◆ **TASK TO COMPLETE**:
Beginning at the first line of the data, print each line exactly, stopping after the line that contains "but any OTP".

· · · ·

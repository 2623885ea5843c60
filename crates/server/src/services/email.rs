//! Email service for sending OTP verification codes.
//!
//! Uses SMTP via lettre for delivery with Askama HTML templates. Sends are
//! bounded by a 15-second timeout; on timeout the request fails but any OTP
//! record written before the send stays valid.

use std::time::Duration;

use askama::Template;
use lettre::{
    AsyncSmtpTransport, AsyncTransport, Message, Tokio1Executor,
    message::{MultiPart, SinglePart, header::ContentType},
    transport::smtp::{Error as SmtpError, authentication::Credentials},
};
use secrecy::ExposeSecret;
use thiserror::Error;

use beauty_queen_core::{Email, OtpPurpose};

use crate::config::EmailConfig;

/// Upper bound on a single SMTP send, including connection setup.
const SEND_TIMEOUT: Duration = Duration::from_secs(15);

/// HTML template for the signup verification email.
#[derive(Template)]
#[template(path = "email/otp_signup.html")]
struct SignupCodeEmailHtml<'a> {
    code: &'a str,
}

/// Plain text template for the signup verification email.
#[derive(Template)]
#[template(path = "email/otp_signup.txt")]
struct SignupCodeEmailText<'a> {
    code: &'a str,
}

/// HTML template for the password reset email.
#[derive(Template)]
#[template(path = "email/otp_password_reset.html")]
struct ResetCodeEmailHtml<'a> {
    code: &'a str,
}

/// Plain text template for the password reset email.
#[derive(Template)]
#[template(path = "email/otp_password_reset.txt")]
struct ResetCodeEmailText<'a> {
    code: &'a str,
}

/// Errors that can occur when sending email.
#[derive(Debug, Error)]
pub enum EmailError {
    /// SMTP transport error.
    #[error("SMTP error: {0}")]
    Smtp(#[from] SmtpError),

    /// Failed to build email message.
    #[error("Failed to build message: {0}")]
    MessageBuild(#[from] lettre::error::Error),

    /// Invalid email address.
    #[error("Invalid email address: {0}")]
    InvalidAddress(String),

    /// Template rendering error.
    #[error("Template error: {0}")]
    Template(#[from] askama::Error),

    /// The send did not complete within the timeout.
    #[error("Email send timed out after {}s", SEND_TIMEOUT.as_secs())]
    Timeout,
}

/// Email service for sending transactional emails.
#[derive(Clone)]
pub struct EmailService {
    mailer: AsyncSmtpTransport<Tokio1Executor>,
    from_address: String,
}

impl EmailService {
    /// Create a new email service from configuration.
    ///
    /// # Errors
    ///
    /// Returns error if the SMTP relay cannot be configured.
    pub fn new(config: &EmailConfig) -> Result<Self, SmtpError> {
        let credentials = Credentials::new(
            config.smtp_username.clone(),
            config.smtp_password.expose_secret().to_string(),
        );

        let mailer = AsyncSmtpTransport::<Tokio1Executor>::starttls_relay(&config.smtp_host)?
            .port(config.smtp_port)
            .credentials(credentials)
            .build();

        Ok(Self {
            mailer,
            from_address: config.from_address.clone(),
        })
    }

    /// Send a one-time code to the given address.
    ///
    /// The subject and body depend on what the code authorizes. The code
    /// itself only ever travels in this email, never in an API response.
    ///
    /// # Errors
    ///
    /// Returns error if the template fails to render, the message cannot be
    /// built, the SMTP send fails, or the send exceeds the 15-second timeout.
    pub async fn send_otp_code(
        &self,
        to: &Email,
        code: &str,
        purpose: OtpPurpose,
    ) -> Result<(), EmailError> {
        let (subject, text, html) = match purpose {
            OtpPurpose::Signup => (
                "Your OTP for Beauty Queen Verification",
                SignupCodeEmailText { code }.render()?,
                SignupCodeEmailHtml { code }.render()?,
            ),
            OtpPurpose::PasswordReset => (
                "Password Reset OTP - Beauty Queen",
                ResetCodeEmailText { code }.render()?,
                ResetCodeEmailHtml { code }.render()?,
            ),
        };

        self.send_multipart_email(to.as_str(), subject, &text, &html)
            .await
    }

    /// Send a multipart email with both plain text and HTML versions.
    async fn send_multipart_email(
        &self,
        to: &str,
        subject: &str,
        text_body: &str,
        html_body: &str,
    ) -> Result<(), EmailError> {
        let email = Message::builder()
            .from(
                self.from_address
                    .parse()
                    .map_err(|_| EmailError::InvalidAddress(self.from_address.clone()))?,
            )
            .to(to
                .parse()
                .map_err(|_| EmailError::InvalidAddress(to.to_string()))?)
            .subject(subject)
            .multipart(
                MultiPart::alternative()
                    .singlepart(
                        SinglePart::builder()
                            .header(ContentType::TEXT_PLAIN)
                            .body(text_body.to_string()),
                    )
                    .singlepart(
                        SinglePart::builder()
                            .header(ContentType::TEXT_HTML)
                            .body(html_body.to_string()),
                    ),
            )?;

        match tokio::time::timeout(SEND_TIMEOUT, self.mailer.send(email)).await {
            Ok(Ok(_)) => {
                tracing::info!(to = %to, subject = %subject, "Email sent successfully");
                Ok(())
            }
            Ok(Err(e)) => Err(EmailError::Smtp(e)),
            Err(_) => {
                tracing::warn!(to = %to, "Email send timed out");
                Err(EmailError::Timeout)
            }
        }
    }
}
//! HTTP route handlers for the API.
//!
//! # Route Structure
//!
//! ```text
//! GET  /health                      - Liveness check
//! GET  /health/ready                - Readiness check (DB ping)
//!
//! # Auth
//! POST /api/auth/send-otp           - Issue and email a one-time code
//! POST /api/auth/verify-otp         - Consume a one-time code
//! POST /api/auth/signup             - Register (requires signup code)
//! POST /api/auth/login              - Login with email/password
//! POST /api/auth/forgot-password    - Request a password reset code
//! POST /api/auth/reset-password     - Reset password (requires reset code)
//! GET  /api/auth/me                 - Current user (Bearer token)
//!
//! # Products
//! GET  /api/products                - Product listing (?category= filter)
//! GET  /api/products/{id}           - Product detail
//!
//! # Cart (Bearer token)
//! GET    /api/cart                  - Cart with product data
//! POST   /api/cart/add              - Add product / bump quantity
//! PUT    /api/cart/update/{id}      - Set line quantity
//! DELETE /api/cart/remove/{id}      - Remove a line
//! DELETE /api/cart/clear            - Empty the cart
//!
//! # Orders (Bearer token)
//! POST /api/orders/create           - Create order from cart
//! GET  /api/orders/my-orders        - Order history
//!
//! # Feedback
//! POST /api/feedback/submit         - Submit feedback (auth optional)
//! GET  /api/feedback                - List feedback (Bearer token)
//! ```

pub mod auth;
pub mod cart;
pub mod feedback;
pub mod orders;
pub mod products;

use axum::{
    Router,
    routing::{delete, get, post, put},
};

use crate::middleware::{api_rate_limiter, auth_rate_limiter};
use crate::state::AppState;

/// Create the auth routes router.
pub fn auth_routes() -> Router<AppState> {
    Router::new()
        .route("/send-otp", post(auth::send_otp))
        .route("/verify-otp", post(auth::verify_otp))
        .route("/signup", post(auth::signup))
        .route("/login", post(auth::login))
        .route("/forgot-password", post(auth::forgot_password))
        .route("/reset-password", post(auth::reset_password))
        .route("/me", get(auth::me))
}

/// Create the product routes router.
pub fn product_routes() -> Router<AppState> {
    Router::new()
        .route("/", get(products::index))
        .route("/{id}", get(products::show))
}

/// Create the cart routes router.
pub fn cart_routes() -> Router<AppState> {
    Router::new()
        .route("/", get(cart::show))
        .route("/add", post(cart::add))
        .route("/update/{item_id}", put(cart::update))
        .route("/remove/{item_id}", delete(cart::remove))
        .route("/clear", delete(cart::clear))
}

/// Create the order routes router.
pub fn order_routes() -> Router<AppState> {
    Router::new()
        .route("/create", post(orders::create))
        .route("/my-orders", get(orders::my_orders))
}

/// Create the feedback routes router.
pub fn feedback_routes() -> Router<AppState> {
    Router::new()
        .route("/", get(feedback::index))
        .route("/submit", post(feedback::submit))
}

/// Create all API routes.
///
/// Auth endpoints sit behind the strict limiter (brute-force protection);
/// everything else shares the relaxed one.
pub fn routes() -> Router<AppState> {
    let authenticated = Router::new()
        .nest("/api/products", product_routes())
        .nest("/api/cart", cart_routes())
        .nest("/api/orders", order_routes())
        .nest("/api/feedback", feedback_routes())
        .layer(api_rate_limiter());

    let auth = Router::new()
        .nest("/api/auth", auth_routes())
        .layer(auth_rate_limiter());

    Router::new().merge(authenticated).merge(auth)
}
//! Product route handlers.

use std::sync::Arc;

use axum::{
    Json,
    extract::{Path, Query, State},
};
use serde::{Deserialize, Serialize};

use beauty_queen_core::ProductId;

use crate::db::ProductRepository;
use crate::error::{AppError, Result};
use crate::models::Product;
use crate::state::AppState;

/// Query parameters for the product listing.
#[derive(Debug, Deserialize)]
pub struct ListQuery {
    pub category: Option<String>,
}

/// Response for the product listing.
#[derive(Debug, Serialize)]
pub struct ProductListResponse {
    pub success: bool,
    pub products: Vec<Product>,
}

/// Response for a single product.
#[derive(Debug, Serialize)]
pub struct ProductResponse {
    pub success: bool,
    pub product: Product,
}

/// List products, optionally filtered by category.
///
/// GET /api/products?category=...
///
/// Listings are cached briefly; the catalog changes rarely and this endpoint
/// takes the bulk of the traffic.
pub async fn index(
    State(state): State<AppState>,
    Query(query): Query<ListQuery>,
) -> Result<Json<ProductListResponse>> {
    let cache_key = query.category.clone().unwrap_or_else(|| "*".to_owned());

    if let Some(cached) = state.product_cache().get(&cache_key).await {
        return Ok(Json(ProductListResponse {
            success: true,
            products: (*cached).clone(),
        }));
    }

    let products = ProductRepository::new(state.pool())
        .list(query.category.as_deref())
        .await?;

    state
        .product_cache()
        .insert(cache_key, Arc::new(products.clone()))
        .await;

    Ok(Json(ProductListResponse {
        success: true,
        products,
    }))
}

/// Get a product by ID.
///
/// GET /api/products/{id}
pub async fn show(
    State(state): State<AppState>,
    Path(id): Path<i32>,
) -> Result<Json<ProductResponse>> {
    let product = ProductRepository::new(state.pool())
        .get_by_id(ProductId::new(id))
        .await?
        .ok_or_else(|| AppError::NotFound("Product not found".to_owned()))?;

    Ok(Json(ProductResponse {
        success: true,
        product,
    }))
}
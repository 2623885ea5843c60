//! Product catalog model.

use chrono::{DateTime, Utc};
use serde::Serialize;

use beauty_queen_core::{CurrencyCode, Price, ProductId};

/// The currency the catalog is priced in. Stored amounts are plain NUMERIC;
/// the currency is attached when rows are loaded.
pub const CATALOG_CURRENCY: CurrencyCode = CurrencyCode::INR;

/// A catalog product.
#[derive(Debug, Clone, Serialize)]
pub struct Product {
    /// Unique identifier.
    pub id: ProductId,
    /// Display name.
    pub name: String,
    /// Long-form description.
    pub description: String,
    /// Unit price.
    pub price: Price,
    /// Optional image URL.
    pub image_url: Option<String>,
    /// Category slug used for listing filters.
    pub category: String,
    /// Units in stock.
    pub stock: i32,
    /// When the product was added.
    pub created_at: DateTime<Utc>,
}

impl Product {
    /// Returns true if at least one unit is available.
    #[must_use]
    pub const fn in_stock(&self) -> bool {
        self.stock > 0
    }
}
//! One-time code issuance and verification.
//!
//! Issuance writes the record before attempting delivery, so a code can be
//! valid even when the email never arrived. That is deliberate: the failure
//! is reported to the caller, the record is not rolled back, and the caller
//! re-issues if needed.

use chrono::{Duration, Utc};
use sqlx::PgPool;
use thiserror::Error;

use beauty_queen_core::{Email, EmailError as EmailParseError, OtpPurpose};

use crate::db::{OtpRepository, RepositoryError};
use crate::models::OtpRecord;
use crate::services::email::{EmailError, EmailService};

/// How long a code is accepted after issuance.
const OTP_TTL_MINUTES: i64 = 5;

/// How long records are kept before the sweep removes them, used or not.
const OTP_RETENTION_MINUTES: i64 = 10;

/// Errors that can occur during OTP operations.
#[derive(Debug, Error)]
pub enum OtpError {
    /// Malformed email address.
    #[error("invalid email: {0}")]
    InvalidEmail(#[from] EmailParseError),

    /// SMTP credentials are absent; an operator has to configure them.
    #[error("email service not configured")]
    NotConfigured,

    /// The mail provider was unreachable or the send timed out.
    #[error("failed to send code: {0}")]
    Delivery(#[from] EmailError),

    /// No matching unused, unexpired code.
    #[error("invalid or expired OTP")]
    InvalidOrExpired,

    /// Repository/database error.
    #[error("database error: {0}")]
    Repository(#[from] RepositoryError),
}

/// Orchestrates code generation, persistence, and delivery.
pub struct OtpService<'a> {
    otps: OtpRepository<'a>,
    mailer: Option<&'a EmailService>,
}

impl<'a> OtpService<'a> {
    /// Create a new OTP service.
    ///
    /// `mailer` is `None` when SMTP is not configured; issuance then fails
    /// with [`OtpError::NotConfigured`].
    #[must_use]
    pub const fn new(pool: &'a PgPool, mailer: Option<&'a EmailService>) -> Self {
        Self {
            otps: OtpRepository::new(pool),
            mailer,
        }
    }

    /// Issue a fresh code for (email, purpose) and email it.
    ///
    /// Any earlier unused codes for the pair are invalidated first, so only
    /// the newest code verifies. After success exactly one unused record
    /// exists for the pair.
    ///
    /// # Errors
    ///
    /// Returns `OtpError::InvalidEmail` for a malformed address,
    /// `OtpError::NotConfigured` when SMTP credentials are absent, and
    /// `OtpError::Delivery` when the send fails or times out. On a delivery
    /// error the record has already been written and stays valid.
    pub async fn issue(&self, email: &str, purpose: OtpPurpose) -> Result<OtpRecord, OtpError> {
        let email = Email::parse(email)?;

        // Refuse before touching the store: without a mailer the code could
        // never reach the user.
        let Some(mailer) = self.mailer else {
            return Err(OtpError::NotConfigured);
        };

        let code = generate_otp_code();
        let superseded = self.otps.invalidate_unused(&email, purpose).await?;
        if superseded > 0 {
            tracing::debug!(email = %email, purpose = %purpose, superseded, "Invalidated earlier codes");
        }

        let expires_at = Utc::now() + Duration::minutes(OTP_TTL_MINUTES);
        let record = self.otps.create(&email, &code, purpose, expires_at).await?;

        tracing::info!(email = %email, purpose = %purpose, "Issued OTP");

        mailer.send_otp_code(&email, &code, purpose).await?;

        Ok(record)
    }

    /// Consume a code for (email, purpose).
    ///
    /// Succeeds at most once per code: consumption is a single conditional
    /// update in the store, so a second call with the same code fails even
    /// if it races the first.
    ///
    /// # Errors
    ///
    /// Returns `OtpError::InvalidOrExpired` if no unused, unexpired code
    /// matches.
    pub async fn verify(&self, email: &str, code: &str, purpose: OtpPurpose) -> Result<(), OtpError> {
        let email = Email::parse(email)?;

        if self.otps.consume(&email, code, purpose).await? {
            tracing::info!(email = %email, purpose = %purpose, "OTP verified");
            Ok(())
        } else {
            Err(OtpError::InvalidOrExpired)
        }
    }

    /// Delete records past the retention window.
    ///
    /// # Errors
    ///
    /// Returns `OtpError::Repository` if the delete fails.
    pub async fn sweep_stale(&self) -> Result<u64, OtpError> {
        let removed = self
            .otps
            .delete_stale(Duration::minutes(OTP_RETENTION_MINUTES))
            .await?;
        Ok(removed)
    }
}

/// Generate a uniformly random 6-digit code.
#[must_use]
pub fn generate_otp_code() -> String {
    use rand::Rng;
    let code: u32 = rand::rng().random_range(100_000..1_000_000);
    code.to_string()
}

#[cfg(test)]
mod tests {
    use super::*;

    #[test]
    fn test_generate_otp_code_format() {
        let code = generate_otp_code();
        assert_eq!(code.len(), 6);
        assert!(code.chars().all(|c| c.is_ascii_digit()));
    }

    #[test]
    fn test_generate_otp_code_range() {
        for _ in 0..100 {
            let code: u32 = generate_otp_code().parse().expect("valid number");
            assert!(code >= 100_000);
            assert!(code < 1_000_000);
        }
    }

    #[test]
    fn test_generate_otp_code_varies() {
        // A constant generator would pass the range checks; make sure the
        // output actually moves.
        let first = generate_otp_code();
        let distinct = (0..50).any(|_| generate_otp_code() != first);
        assert!(distinct);
    }
}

· · · ·

◆ **WRITTEN REPLY**:
repository 2623885ea5843c60
filename crates/server/src/services/email.rs
//! Email service for sending OTP verification codes.
//!
//! Uses SMTP via lettre for delivery with Askama HTML templates. Sends are
//! bounded by a 15-second timeout; on timeout the request fails but any OTP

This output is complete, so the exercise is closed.